*RECORDED DATA*.
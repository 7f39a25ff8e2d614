use powder_controllers::{TrickParams, VisualParams};
use powder_core::ParamError;
use powder_locomotion::LocoParams;
use powder_viz::DebugSettings;
use serde::{Deserialize, Serialize};

/// Everything needed to assemble one rider.
#[derive(Copy, Clone, Debug, PartialEq, Serialize, Deserialize)]
#[serde(default)]
pub struct RiderConfig {
    pub loco: LocoParams,
    pub tricks: TrickParams,
    /// `None` runs without a display orientation.
    pub visual: Option<VisualParams>,
    pub speed_multiplier: f32,
    pub trick_speed_multiplier: f32,
}

impl Default for RiderConfig {
    fn default() -> Self {
        Self {
            loco: LocoParams::default(),
            tricks: TrickParams::default(),
            visual: Some(VisualParams::default()),
            speed_multiplier: 1.0,
            trick_speed_multiplier: 1.0,
        }
    }
}

impl RiderConfig {
    pub fn validate(&self) -> Result<(), ParamError> {
        self.loco.validate()?;
        self.tricks.validate()?;
        if let Some(v) = &self.visual { v.validate()?; }
        ParamError::check_range("speed_multiplier", self.speed_multiplier, 0.0, 10.0)?;
        ParamError::check_range("trick_speed_multiplier", self.trick_speed_multiplier, 0.0, 10.0)?;
        Ok(())
    }
}

#[derive(Clone, Debug, PartialEq, Serialize, Deserialize)]
#[serde(default)]
pub struct SessionConfig {
    /// Physics tick length (s).
    pub fixed_dt: f32,
    pub max_substeps: u32,
    /// Remove an obstacle from the course once it has slowed the rider.
    pub consume_obstacles: bool,
    /// Speed score per (m/s * s).
    pub speed_score_multiplier: f32,
    pub debug: DebugSettings,
    pub ledger_cap: usize,
    /// Where ledger dumps go when `debug.json_every` is set.
    pub dump_dir: String,
}

impl Default for SessionConfig {
    fn default() -> Self {
        Self {
            fixed_dt: 1.0 / 50.0,
            max_substeps: 8,
            consume_obstacles: true,
            speed_score_multiplier: 5.0,
            debug: DebugSettings::default(),
            ledger_cap: 4096,
            dump_dir: "out".into(),
        }
    }
}

impl SessionConfig {
    pub fn validate(&self) -> Result<(), ParamError> {
        ParamError::check_range("fixed_dt", self.fixed_dt, 1.0e-4, 1.0)?;
        if self.max_substeps == 0 {
            return Err(ParamError::OutOfRange { field: "max_substeps", value: 0.0, lo: 1.0, hi: f32::MAX });
        }
        ParamError::check_non_negative("speed_score_multiplier", self.speed_score_multiplier)?;
        Ok(())
    }
}
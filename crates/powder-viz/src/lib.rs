//! Debug cadence settings and a bounded event ledger that can be dumped as JSONL.

use std::fs::{self, File};
use std::io::{self, BufWriter, Write};
use std::path::{Path, PathBuf};

use powder_controllers::ScoreKind;
use powder_core::Vec3;
use serde::{Deserialize, Serialize};

/// How chatty a run is. Zero disables the matching output.
#[derive(Copy, Clone, Debug, PartialEq, Eq, Serialize, Deserialize)]
#[serde(default)]
pub struct DebugSettings {
    /// Print a status block every N physics ticks.
    pub print_every: u32,
    /// Dump the ledger every N physics ticks.
    pub json_every: u32,
    /// Max ledger lines echoed per status block.
    pub max_lines: usize,
}

impl Default for DebugSettings {
    fn default() -> Self { Self { print_every: 0, json_every: 0, max_lines: 8 } }
}

impl DebugSettings {
    #[inline] pub fn should_print(&self, tick: u64) -> bool { self.print_every != 0 && tick % self.print_every as u64 == 0 }
    #[inline] pub fn should_dump(&self, tick: u64) -> bool { self.json_every != 0 && tick % self.json_every as u64 == 0 }
}

#[derive(Copy, Clone, Debug, PartialEq, Serialize, Deserialize)]
#[serde(tag = "ev", rename_all = "snake_case")]
pub enum LedgerEvent {
    Takeoff { tick: u64, pos: Vec3, speed: f32 },
    Landing { tick: u64, pos: Vec3, airtime: f32 },
    JumpFired { tick: u64, vel: Vec3 },
    TrickArmed { tick: u64 },
    Score { tick: u64, kind: ScoreKind, points: u32 },
    ObstacleHit { tick: u64, id: u32, speed_before: f32, speed_after: f32 },
    Caught { tick: u64, pos: Vec3 },
}

impl LedgerEvent {
    pub fn tick(&self) -> u64 {
        use LedgerEvent::*;
        match *self {
            Takeoff { tick, .. } | Landing { tick, .. } | JumpFired { tick, .. } | TrickArmed { tick }
            | Score { tick, .. } | ObstacleHit { tick, .. } | Caught { tick, .. } => tick,
        }
    }
}

/// Fixed-capacity event log. Pushes past capacity are counted and dropped.
#[derive(Clone, Debug)]
pub struct Ledger {
    cap: usize,
    events: Vec<LedgerEvent>,
    dropped: u64,
}

impl Ledger {
    pub fn new(cap: usize) -> Self { Self { cap, events: Vec::with_capacity(cap.min(1024)), dropped: 0 } }

    #[inline] pub fn push(&mut self, ev: LedgerEvent) {
        if self.events.len() < self.cap { self.events.push(ev); } else { self.dropped += 1; }
    }
    #[inline] pub fn clear(&mut self) { self.events.clear(); }
    #[inline] pub fn len(&self) -> usize { self.events.len() }
    #[inline] pub fn is_empty(&self) -> bool { self.events.is_empty() }
    #[inline] pub fn dropped(&self) -> u64 { self.dropped }
    pub fn iter(&self) -> impl Iterator<Item = &LedgerEvent> + '_ { self.events.iter() }

    /// One JSON object per line.
    pub fn write_to<W: Write>(&self, mut w: W) -> io::Result<()> {
        for ev in &self.events {
            serde_json::to_writer(&mut w, ev)?;
            w.write_all(b"\n")?;
        }
        w.flush()
    }

    /// Writes `<dir>/ledger_<tick>.jsonl`, creating `dir` if needed.
    pub fn write_jsonl(&self, dir: impl AsRef<Path>, tick: u64) -> io::Result<PathBuf> {
        let dir = dir.as_ref();
        fs::create_dir_all(dir)?;
        let path = dir.join(format!("ledger_{tick:08}.jsonl"));
        self.write_to(BufWriter::new(File::create(&path)?))?;
        tracing::trace!(path = %path.display(), n = self.events.len(), "ledger dumped");
        Ok(path)
    }
}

*WHAT TO PRODUCE*. Could you output exactly the lines from the one containing "pub fn write_jsonl(&self, dir: impl" to the end of the entries above, both included, and no others?

*SOLUTION TO THE PROBLEM*.
    pub fn write_jsonl(&self, dir: impl AsRef<Path>, tick: u64) -> io::Result<PathBuf> {
        let dir = dir.as_ref();
        fs::create_dir_all(dir)?;
        let path = dir.join(format!("ledger_{tick:08}.jsonl"));
        self.write_to(BufWriter::new(File::create(&path)?))?;
        tracing::trace!(path = %path.display(), n = self.events.len(), "ledger dumped");
        Ok(path)
    }
}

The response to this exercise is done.